Hello friends. I have a question. I would like to use MCMC to marginalize the probability of my data conforming to different models. I am currently implementing something like this:

```
weights = numpyro.sample("match", dist.Dirichlet(jnp.ones(ref_cyc_n)))
assignment = numpyro.sample("assignment", dist.Categorical(weights), infer={"enumerate": "sequential"})
assigned_ref_prob = Vindex(ref_prob)[assignment,:]
```

In short, I sample from a Dirichlet, to draw from a catergorical and use the categorical assignment sample to index my data. This limits the samplers I can use for my problem. Does anyone know if there may be a way where I can approximate/implement this using continuous variables? Thanks a lot!
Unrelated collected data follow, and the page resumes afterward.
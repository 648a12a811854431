//! Load config from JSON files and env, resolve it, and fill column listings from the database.

use crate::config::resolved::{IncludeSpec, ResolvedModel, ResolvedResource, ResolvedSearch};
use crate::config::types::*;
use crate::config::validate;
use crate::error::ConfigError;
use crate::store::{list_columns, DbPool};
use std::path::Path;

/// Build resolved model from full config. Validates first.
pub fn resolve(config: &FullConfig) -> Result<ResolvedModel, ConfigError> {
    validate(config)?;

    let mut resources = Vec::with_capacity(config.resources.len());
    for r in &config.resources {
        let mut includes: Vec<IncludeSpec> = r
            .includes
            .iter()
            .map(|(name, inc)| IncludeSpec {
                name: name.clone(),
                kind: inc.kind,
                related: inc.resource.clone(),
                local_key: inc.local_key.clone(),
                foreign_key: inc.foreign_key.clone(),
            })
            .collect();
        includes.sort_by(|a, b| a.name.cmp(&b.name));

        resources.push(ResolvedResource {
            name: r.name.clone(),
            path_segment: r.path_segment.clone().unwrap_or_else(|| r.name.clone()),
            table: r.table.clone(),
            table_prefix: config.api.table_prefix.clone(),
            primary_key: r.primary_key.clone(),
            pk_type: r.pk_type,
            columns: r.columns.clone(),
            hidden: r.hidden.iter().cloned().collect(),
            operations: r.operations.iter().copied().collect(),
            rules: r.rules.clone(),
            search: r.searchable.as_ref().map(|s| ResolvedSearch {
                columns: s.columns.clone(),
                group_by: s.group_by.clone(),
                joins: s.joins.clone(),
            }),
            includes,
        });
    }

    let mut model = ResolvedModel {
        resources,
        resource_by_path: Default::default(),
    };
    model.reindex();
    Ok(model)
}

/// Introspect column listings for resources configured without one.
pub async fn fill_columns(model: &mut ResolvedModel, pool: &DbPool) -> Result<(), ConfigError> {
    for r in model.resources.iter_mut().filter(|r| r.columns.is_empty()) {
        let table = r.qualified_table();
        let columns = list_columns(pool, &table)
            .await
            .map_err(|e| ConfigError::Load(format!("columns of {}: {}", table, e)))?;
        if columns.is_empty() {
            return Err(ConfigError::MissingReference { kind: "table", id: table });
        }
        if !columns.contains(&r.primary_key) {
            return Err(ConfigError::InvalidPrimaryKey {
                resource: r.name.clone(),
                column: r.primary_key.clone(),
            });
        }
        tracing::info!(resource = %r.name, table = %table, count = columns.len(), "introspected columns");
        r.columns = columns;
    }
    model.reindex();
    Ok(())
}

/// Read `jsonapi.json` (optional) and `resources.json` from `dir`.
pub async fn load_from_dir(dir: impl AsRef<Path>) -> Result<FullConfig, ConfigError> {
    let dir = dir.as_ref();
    let api_path = dir.join("jsonapi.json");
    let api: ApiConfig = match tokio::fs::read_to_string(&api_path).await {
        Ok(s) => serde_json::from_str(&s).map_err(|e| ConfigError::Load(format!("{}: {}", api_path.display(), e)))?,
        Err(e) if e.kind() == std::io::ErrorKind::NotFound => {
            tracing::debug!(path = %api_path.display(), "no api config, using defaults");
            ApiConfig::default()
        }
        Err(e) => return Err(ConfigError::Load(format!("{}: {}", api_path.display(), e))),
    };

    let resources_path = dir.join("resources.json");
    let raw = tokio::fs::read_to_string(&resources_path)
        .await
        .map_err(|e| ConfigError::Load(format!("{}: {}", resources_path.display(), e)))?;
    let resources: Vec<ResourceConfig> =
        serde_json::from_str(&raw).map_err(|e| ConfigError::Load(format!("{}: {}", resources_path.display(), e)))?;

    Ok(FullConfig { api, resources })
}

/// Load from `CONFIG_PATH` (default `config`). `TABLE_PREFIX`, when set, overrides the file value.
pub async fn load_from_env() -> Result<FullConfig, ConfigError> {
    let dir = std::env::var("CONFIG_PATH").unwrap_or_else(|_| "config".into());
    let mut config = load_from_dir(&dir).await?;
    if let Ok(prefix) = std::env::var("TABLE_PREFIX") {
        config.api.table_prefix = prefix;
    }
    Ok(config)
}

#[cfg(test)]
mod tests {
    use super::*;
    use serde_json::json;

    #[test]
    fn resolves_paths_prefix_and_search() {
        let mut api = ApiConfig::default();
        api.table_prefix = "app_".into();
        let resources: Vec<ResourceConfig> = serde_json::from_value(json!([
            {
                "name": "post",
                "path_segment": "posts",
                "table": "posts",
                "columns": ["id", "title", "body", "secret"],
                "hidden": ["secret"],
                "operations": ["index", "show"],
                "searchable": {}
            }
        ]))
        .unwrap();
        let model = resolve(&FullConfig { api, resources }).unwrap();
        let post = model.resource_by_path("posts").unwrap();
        assert_eq!(post.qualified_table(), "app_posts");
        assert!(post.allows(Operation::Index));
        assert!(!post.allows(Operation::Destroy));

        let cols = post.search_columns().unwrap().unwrap();
        assert_eq!(cols.total_weight(), 3.0);
        assert!(cols.iter().all(|(c, _)| c != "secret"));
        let target = post.search_target(&cols);
        assert_eq!(target.qualified_table(), "app_posts");
        assert_eq!(target.primary_key, "id");
    }

    #[tokio::test]
    async fn loads_from_dir_with_default_api() {
        let dir = std::env::temp_dir().join(format!("jsonapi-config-{}", uuid::Uuid::new_v4()));
        tokio::fs::create_dir_all(&dir).await.unwrap();
        tokio::fs::write(dir.join("resources.json"), r#"[{"name": "user", "table": "users"}]"#)
            .await
            .unwrap();
        let config = load_from_dir(&dir).await.unwrap();
        assert_eq!(config.api.version, "v1");
        assert_eq!(config.resources[0].primary_key, "id");
        assert_eq!(config.resources[0].operations.len(), 5);
        tokio::fs::remove_dir_all(&dir).await.unwrap();
    }
}
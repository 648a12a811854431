//! Database access: one pool per supported driver, query execution with [`BindValue`] parameters,
//! row-to-JSON decoding, and schema introspection.

use crate::sql::{BindValue, Dialect};
use serde_json::Value;
use sqlx::mysql::{MySqlPool, MySqlPoolOptions, MySqlRow};
use sqlx::postgres::{PgPool, PgPoolOptions, PgRow};
use sqlx::sqlite::{SqlitePool, SqlitePoolOptions, SqliteRow};
use sqlx::{Column, Row};

#[derive(Clone, Debug)]
pub enum DbPool {
    Postgres(PgPool),
    MySql(MySqlPool),
    Sqlite(SqlitePool),
}

/// Result of a statement without rows.
#[derive(Clone, Copy, Debug, Default)]
pub struct Executed {
    pub rows_affected: u64,
    pub last_insert_id: Option<i64>,
}

/// Bind every parameter in order. Uuids are native on Postgres only; JSON goes through as text elsewhere.
macro_rules! bind_params {
    (@scalar $q:ident, $p:expr) => {
        match $p {
            BindValue::Null => $q.bind(None::<String>),
            BindValue::Bool(b) => $q.bind(*b),
            BindValue::I64(n) => $q.bind(*n),
            BindValue::F64(n) => $q.bind(*n),
            BindValue::String(s) => $q.bind(s.clone()),
            BindValue::Uuid(u) => $q.bind(u.to_string()),
            BindValue::Json(v) => $q.bind(v.to_string()),
        }
    };
    ($query:expr, $params:expr, native_uuid) => {{
        let mut q = $query;
        for p in $params {
            q = match p {
                BindValue::Uuid(u) => q.bind(*u),
                BindValue::Json(v) => q.bind(v.clone()),
                other => bind_params!(@scalar q, other),
            };
        }
        q
    }};
    ($query:expr, $params:expr) => {{
        let mut q = $query;
        for p in $params {
            q = match p {
                BindValue::Uuid(_) | BindValue::Json(_) => q.bind(p.as_text()),
                other => bind_params!(@scalar q, other),
            };
        }
        q
    }};
}

/// Try each type in order; the first non-null decode wins.
macro_rules! decode_cell {
    ($row:expr, $idx:expr; $($ty:ty => $conv:expr),+ $(,)?) => {{
        $(
            if let Ok(Some(v)) = $row.try_get::<Option<$ty>, _>($idx) {
                return ($conv)(v);
            }
        )+
        Value::Null
    }};
}

fn number(n: f64) -> Value {
    serde_json::Number::from_f64(n).map(Value::Number).unwrap_or(Value::Null)
}

/// NUMERIC/DECIMAL as a JSON number: integral values as integers, the rest as floats.
fn decimal(d: rust_decimal::Decimal) -> Value {
    let text = d.normalize().to_string();
    match serde_json::from_str::<serde_json::Number>(&text) {
        Ok(n) => Value::Number(n),
        Err(_) => Value::String(text),
    }
}

fn pg_cell(row: &PgRow, idx: usize) -> Value {
    decode_cell!(row, idx;
        i16 => |n: i16| Value::from(n),
        i32 => |n: i32| Value::from(n),
        i64 => |n: i64| Value::from(n),
        f32 => |n: f32| number(n as f64),
        f64 => number,
        rust_decimal::Decimal => decimal,
        bool => Value::Bool,
        uuid::Uuid => |u: uuid::Uuid| Value::String(u.to_string()),
        chrono::DateTime<chrono::Utc> => |d: chrono::DateTime<chrono::Utc>| Value::String(d.to_rfc3339()),
        chrono::NaiveDateTime => |d: chrono::NaiveDateTime| Value::String(d.format("%Y-%m-%d %H:%M:%S").to_string()),
        chrono::NaiveDate => |d: chrono::NaiveDate| Value::String(d.format("%Y-%m-%d").to_string()),
        String => Value::String,
        Value => |v: Value| v,
    )
}

fn mysql_cell(row: &MySqlRow, idx: usize) -> Value {
    decode_cell!(row, idx;
        i64 => |n: i64| Value::from(n),
        u64 => |n: u64| Value::from(n),
        f64 => number,
        f32 => |n: f32| number(n as f64),
        rust_decimal::Decimal => decimal,
        chrono::NaiveDateTime => |d: chrono::NaiveDateTime| Value::String(d.format("%Y-%m-%d %H:%M:%S").to_string()),
        chrono::NaiveDate => |d: chrono::NaiveDate| Value::String(d.format("%Y-%m-%d").to_string()),
        String => Value::String,
        Value => |v: Value| v,
    )
}

fn sqlite_cell(row: &SqliteRow, idx: usize) -> Value {
    decode_cell!(row, idx;
        i64 => |n: i64| Value::from(n),
        f64 => number,
        String => Value::String,
    )
}

fn row_to_json<R: Row>(row: &R, cell: fn(&R, usize) -> Value) -> Value {
    let mut map = serde_json::Map::new();
    for col in row.columns() {
        map.insert(col.name().to_string(), cell(row, col.ordinal()));
    }
    Value::Object(map)
}

impl DbPool {
    /// Connect with the driver chosen by the URL scheme.
    pub async fn connect(url: &str, max_connections: u32) -> Result<Self, sqlx::Error> {
        Ok(match Dialect::from_url(url) {
            Dialect::Postgres => DbPool::Postgres(
                PgPoolOptions::new().max_connections(max_connections).connect(url).await?,
            ),
            Dialect::MySql => DbPool::MySql(
                MySqlPoolOptions::new().max_connections(max_connections).connect(url).await?,
            ),
            Dialect::Other => DbPool::Sqlite(
                SqlitePoolOptions::new().max_connections(max_connections).connect(url).await?,
            ),
        })
    }

    pub fn dialect(&self) -> Dialect {
        match self {
            DbPool::Postgres(_) => Dialect::Postgres,
            DbPool::MySql(_) => Dialect::MySql,
            DbPool::Sqlite(_) => Dialect::Other,
        }
    }

    pub async fn fetch_all(&self, sql: &str, params: &[BindValue]) -> Result<Vec<Value>, sqlx::Error> {
        let sql = self.dialect().bind_markers(sql);
        tracing::debug!(sql = %sql, params = ?params, "query");
        Ok(match self {
            DbPool::Postgres(pool) => bind_params!(sqlx::query(&sql), params, native_uuid)
                .fetch_all(pool)
                .await?
                .iter()
                .map(|r| row_to_json(r, pg_cell))
                .collect(),
            DbPool::MySql(pool) => bind_params!(sqlx::query(&sql), params)
                .fetch_all(pool)
                .await?
                .iter()
                .map(|r| row_to_json(r, mysql_cell))
                .collect(),
            DbPool::Sqlite(pool) => bind_params!(sqlx::query(&sql), params)
                .fetch_all(pool)
                .await?
                .iter()
                .map(|r| row_to_json(r, sqlite_cell))
                .collect(),
        })
    }

    pub async fn fetch_optional(&self, sql: &str, params: &[BindValue]) -> Result<Option<Value>, sqlx::Error> {
        let sql = self.dialect().bind_markers(sql);
        tracing::debug!(sql = %sql, params = ?params, "query");
        Ok(match self {
            DbPool::Postgres(pool) => bind_params!(sqlx::query(&sql), params, native_uuid)
                .fetch_optional(pool)
                .await?
                .map(|r| row_to_json(&r, pg_cell)),
            DbPool::MySql(pool) => bind_params!(sqlx::query(&sql), params)
                .fetch_optional(pool)
                .await?
                .map(|r| row_to_json(&r, mysql_cell)),
            DbPool::Sqlite(pool) => bind_params!(sqlx::query(&sql), params)
                .fetch_optional(pool)
                .await?
                .map(|r| row_to_json(&r, sqlite_cell)),
        })
    }

    pub async fn execute(&self, sql: &str, params: &[BindValue]) -> Result<Executed, sqlx::Error> {
        let sql = self.dialect().bind_markers(sql);
        tracing::debug!(sql = %sql, params = ?params, "execute");
        Ok(match self {
            DbPool::Postgres(pool) => {
                let r = bind_params!(sqlx::query(&sql), params, native_uuid).execute(pool).await?;
                Executed {
                    rows_affected: r.rows_affected(),
                    last_insert_id: None,
                }
            }
            DbPool::MySql(pool) => {
                let r = bind_params!(sqlx::query(&sql), params).execute(pool).await?;
                Executed {
                    rows_affected: r.rows_affected(),
                    last_insert_id: i64::try_from(r.last_insert_id()).ok().filter(|id| *id > 0),
                }
            }
            DbPool::Sqlite(pool) => {
                let r = bind_params!(sqlx::query(&sql), params).execute(pool).await?;
                Executed {
                    rows_affected: r.rows_affected(),
                    last_insert_id: Some(r.last_insert_rowid()),
                }
            }
        })
    }

    /// Round-trip to the database for readiness checks.
    pub async fn ping(&self) -> Result<(), sqlx::Error> {
        self.fetch_optional("SELECT 1", &[]).await.map(|_| ())
    }
}

/// Ordered column names of `table`; empty when the table does not exist.
pub async fn list_columns(pool: &DbPool, table: &str) -> Result<Vec<String>, sqlx::Error> {
    let sql = match pool.dialect() {
        Dialect::MySql => {
            "SELECT column_name AS name FROM information_schema.columns \
             WHERE table_schema = DATABASE() AND table_name = ? ORDER BY ordinal_position"
        }
        Dialect::Postgres => {
            "SELECT column_name::text AS name FROM information_schema.columns \
             WHERE table_schema = current_schema() AND table_name = ? ORDER BY ordinal_position"
        }
        Dialect::Other => "SELECT name FROM pragma_table_info(?) ORDER BY cid",
    };
    let rows = pool.fetch_all(sql, &[BindValue::from(table)]).await?;
    Ok(rows
        .into_iter()
        .filter_map(|r| r.get("name").and_then(Value::as_str).map(str::to_string))
        .collect())
}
If I’m understanding this right, this is an example of a mixture model, yes? You have a sequence of models that each produce different outputs, and you want to squash over different ways of describing the data. Basically saying that the outputs might be drawn from any one of them with some level of probability, and then marginalize over what those probabilities could be?

```
assignment
# working for model 1...
ydist_model1 = [SOME DISTRIBUTION]
# working for model 2...
ydist_model2 = [SOME DISTRIBUTION]
# Continue for as many models as you need...
# Bring together with a mixture model
mixture_dist = numpyro_ext.distributions.MixtureGeneral(assignment, [ydist_model1 , ydist_model2, ... ])
y = numpyro.sample('y', mixture_dist, obs=Y)
```

1 Like

Thank you so much @HughMcDougallAstro !! I know it was a simple concept, but this really helped!

With this change I am able to use `ESS`

, while before I couldn’t. You are the best.